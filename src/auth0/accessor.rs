// SPDX-License-Identifier: AGPL-3.0-or-later
//
// Copyright (C) 2026 Relational Network

//! Auth0 Management API client registration operations.
//!
//! Error behavior differs per operation and callers rely on it:
//!
//! | Operation | On failure |
//! |-----------|------------|
//! | `lookup_users_by_email` | logged, empty list returned |
//! | `list_connections` | propagated |
//! | `create_client_registration` / `create_client_grant` | propagated |
//! | `update_client_registration` / `delete_client_registration` | logged, then propagated |

use reqwest::{Client, RequestBuilder, Response};
use serde::de::DeserializeOwned;
use serde_json::{json, Value};
use tracing::error;
use url::Url;

use super::error::Auth0Error;
use super::management::ManagementTokenProvider;
use super::types::{
    Auth0Client, Auth0Connection, Auth0ManagementConfig, Auth0UserInformation, ClientGrant,
    ClientRegistrationDetails,
};

/// Token lifetime for tokens issued to registered clients (10 hours).
const CLIENT_JWT_LIFETIME_SECONDS: u64 = 36_000;
/// Refresh token absolute lifetime (1 year).
const REFRESH_TOKEN_LIFETIME_SECONDS: u64 = 31_557_600;
/// Refresh token idle lifetime (30 days).
const REFRESH_TOKEN_IDLE_LIFETIME_SECONDS: u64 = 2_592_000;

#[derive(Debug, Clone)]
pub struct Auth0Accessor {
    http: Client,
    base_url: Url,
    api_identifier: String,
    tokens: ManagementTokenProvider,
}

impl Auth0Accessor {
    pub fn new(http: Client, config: &Auth0ManagementConfig) -> Self {
        Self {
            tokens: ManagementTokenProvider::new(http.clone(), config),
            http,
            base_url: config.base_url.clone(),
            api_identifier: config.api_identifier.clone(),
        }
    }

    /// Users registered under `email`. Request failures yield an empty list.
    pub async fn lookup_users_by_email(
        &self,
        email: &str,
    ) -> Result<Vec<Auth0UserInformation>, Auth0Error> {
        let token = self.tokens.management_token().await?;
        let url = self.endpoint(&["users-by-email"])?;

        let request = self
            .http
            .get(url)
            .query(&[("email", email)])
            .bearer_auth(&token.access_token);

        let result = match send(request, "GET /api/v2/users-by-email").await {
            Ok(response) => read_json(response, "GET /api/v2/users-by-email").await,
            Err(message) => Err(Auth0Error::Request(message)),
        };

        match result {
            Ok(users) => Ok(users),
            Err(e) => {
                error!(
                    error = %e,
                    "auth0-error: There was a problem with the auth0 request for user information."
                );
                Ok(Vec::new())
            }
        }
    }

    pub async fn list_connections(&self) -> Result<Vec<Auth0Connection>, Auth0Error> {
        let token = self.tokens.management_token().await?;
        let url = self.endpoint(&["connections"])?;

        let request = self
            .http
            .get(url)
            .header("Content-Type", "application/json")
            .bearer_auth(&token.access_token);

        let response = send(request, "GET /api/v2/connections")
            .await
            .map_err(Auth0Error::Request)?;
        read_json(response, "GET /api/v2/connections").await
    }

    /// Create a machine-to-machine client for a generic API registration.
    ///
    /// The security profile is fixed: client-credentials grant only, RS256,
    /// non-expiring non-rotating refresh tokens.
    pub async fn create_client_registration(
        &self,
        details: ClientRegistrationDetails<'_>,
    ) -> Result<Auth0Client, Auth0Error> {
        let token = self.tokens.management_token().await?;
        let url = self.endpoint(&["clients"])?;
        let payload = new_client_payload(details, &self.api_identifier);

        let request = self
            .http
            .post(url)
            .header("Accept", "application/json")
            .bearer_auth(&token.access_token)
            .json(&payload);

        let response = send(request, "POST /api/v2/clients")
            .await
            .map_err(Auth0Error::Registration)?;
        let client: Auth0Client = read_json(response, "POST /api/v2/clients").await?;

        if client.client_id.trim().is_empty() {
            return Err(Auth0Error::InvalidResponse(
                "created client has no client_id".to_string(),
            ));
        }

        Ok(client)
    }

    /// Authorize `client_id` against the configured API identifier.
    pub async fn create_client_grant(&self, client_id: &str) -> Result<ClientGrant, Auth0Error> {
        let token = self.tokens.management_token().await?;
        let url = self.endpoint(&["client-grants"])?;

        let payload = json!({
            "client_id": client_id,
            "audience": self.api_identifier,
            "scope": []
        });

        let request = self
            .http
            .post(url)
            .header("Accept", "application/json")
            .bearer_auth(&token.access_token)
            .json(&payload);

        let response = send(request, "POST /api/v2/client-grants")
            .await
            .map_err(Auth0Error::Registration)?;
        read_json(response, "POST /api/v2/client-grants").await
    }

    /// Rename a client. Only the name is changed.
    pub async fn update_client_registration(
        &self,
        client_id: &str,
        app_name: &str,
    ) -> Result<Auth0Client, Auth0Error> {
        let result = self.patch_client_name(client_id, app_name).await;
        if let Err(e) = &result {
            error!(
                client_id = %client_id,
                error = %e,
                "auth0-error: There was a problem with the auth0 Update Client."
            );
        }
        result
    }

    pub async fn delete_client_registration(&self, client_id: &str) -> Result<(), Auth0Error> {
        let result = self.delete_client(client_id).await;
        if let Err(e) = &result {
            error!(
                client_id = %client_id,
                error = %e,
                "auth0-error: There was a problem with the auth0 Delete Client."
            );
        }
        result
    }

    async fn patch_client_name(
        &self,
        client_id: &str,
        app_name: &str,
    ) -> Result<Auth0Client, Auth0Error> {
        let token = self.tokens.management_token().await?;
        let url = self.endpoint(&["clients", client_id])?;

        let request = self
            .http
            .patch(url)
            .header("Accept", "application/json")
            .bearer_auth(&token.access_token)
            .json(&json!({ "name": app_name }));

        let response = send(request, "PATCH /api/v2/clients")
            .await
            .map_err(Auth0Error::Registration)?;
        read_json(response, "PATCH /api/v2/clients").await
    }

    async fn delete_client(&self, client_id: &str) -> Result<(), Auth0Error> {
        let token = self.tokens.management_token().await?;
        let url = self.endpoint(&["clients", client_id])?;

        let request = self.http.delete(url).bearer_auth(&token.access_token);

        send(request, "DELETE /api/v2/clients")
            .await
            .map_err(Auth0Error::Registration)?;
        Ok(())
    }

    /// `{base_url}/api/v2/{segments...}` with each segment percent-encoded.
    fn endpoint(&self, segments: &[&str]) -> Result<Url, Auth0Error> {
        let mut url = self.base_url.clone();
        url.path_segments_mut()
            .map_err(|_| Auth0Error::Request(format!("invalid Auth0 base URL {}", self.base_url)))?
            .pop_if_empty()
            .extend(["api", "v2"])
            .extend(segments);
        Ok(url)
    }
}

fn new_client_payload(details: ClientRegistrationDetails<'_>, api_identifier: &str) -> Value {
    json!({
        "name": details.app_name,
        "description": format!("Auth0 Generic Api registration {}", details.customer_code),
        "callbacks": [],
        "client_aliases": [],
        "allowed_clients": [api_identifier],
        "grant_types": ["client_credentials"],
        "token_endpoint_auth_method": "client_secret_post",
        "app_type": "non_interactive",
        "is_first_party": true,
        "oidc_conformant": false,
        "jwt_configuration": {
            "lifetime_in_seconds": CLIENT_JWT_LIFETIME_SECONDS,
            "scopes": {},
            "alg": "RS256",
            "secret_encoded": false
        },
        "cross_origin_authentication": false,
        "sso_disabled": false,
        "custom_login_page_on": true,
        "native_social_login": {
            "apple": { "enabled": false },
            "facebook": { "enabled": false }
        },
        "refresh_token": {
            "expiration_type": "non-expiring",
            "leeway": 0,
            "infinite_token_lifetime": true,
            "infinite_idle_token_lifetime": true,
            "token_lifetime": REFRESH_TOKEN_LIFETIME_SECONDS,
            "idle_token_lifetime": REFRESH_TOKEN_IDLE_LIFETIME_SECONDS,
            "rotation_type": "non-rotating"
        }
    })
}

async fn send(request: RequestBuilder, label: &str) -> Result<Response, String> {
    let response = request
        .send()
        .await
        .map_err(|e| format!("{label} failed: {e}"))?;

    if !response.status().is_success() {
        let status = response.status();
        let body = response.text().await.unwrap_or_default();
        return Err(format!("{label} returned {status}: {body}"));
    }

    Ok(response)
}

async fn read_json<T: DeserializeOwned>(response: Response, label: &str) -> Result<T, Auth0Error> {
    response
        .json()
        .await
        .map_err(|e| Auth0Error::InvalidResponse(format!("{label} invalid JSON: {e}")))
}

EXERCISE DIRECTIONS
Search the entries for the word "ManagementTokenProvider" and show every line that has it.

PROBLEM SOLUTION
use super::management::ManagementTokenProvider;
    tokens: ManagementTokenProvider,
            tokens: ManagementTokenProvider::new(http.clone(), config),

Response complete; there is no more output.